The situation is devastating. An entire country, the most powerful one of its time, brought to its knees, its vast military and economic might no match for the plague that envelops it.

It must have been utterly crushing to be an Egyptian back then.

And yet, horrible as things got, the world at least made sense. God announced that God would bring the plagues, and why God would bring them. The plagues proceeded along their predicted course and were brought to an end by declarations, however fleeting, of repentance and submission. Egypt was overrun by tragedy but at least, according to the biblical narrative, it understood why.

Rabbi Shai Held

Rabbi Shai Held

There is comfort in knowing why — and barring that, in pretending to know why. Not for no reason have Jews traditionally responded to historical tragedies by taking the blame upon themselves — “Because of our sins were we exiled from our land,” as the liturgy has it. It is easier to indict oneself than to admit that the world is chaotic and the suffering that pervades it often senseless.

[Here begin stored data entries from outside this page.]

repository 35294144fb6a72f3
// This Source Code Form is subject to the terms of the Mozilla Public
// License, v. 2.0. If a copy of the MPL was not distributed with this
// file, You can obtain one at http://mozilla.org/MPL/2.0/.

// Use the "built" crate to generate some useful build-time information,
// including the git hash and compiler version.
fn write_built() {
    built::write_built_file().expect("Failed to acquire build-time information");
}

fn main() {
    write_built();
}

If the choice is between an insistent affirmation of meaning and a tormented acknowledgment of meaninglessness, many will choose the former, no matter how much cognitive dissonance it may generate.

To follow the spread of the coronavirus is to be reminded again and again of how little we know: who becomes symptomatic and who doesn’t; who is ill for just a few days and who ends up fighting for their life; who lives and who dies. Much of the time, no explanation is available to us, and thus our fear and anxiety only grow.

“The world proceeds along its course,” say the Talmudic Sages. Diseases make no distinction between the righteous and the wicked. At moments like this, the intertwining of the moral order and the natural order, so fundamental to biblical spirituality, seems like (at best) a messianic fantasy to us.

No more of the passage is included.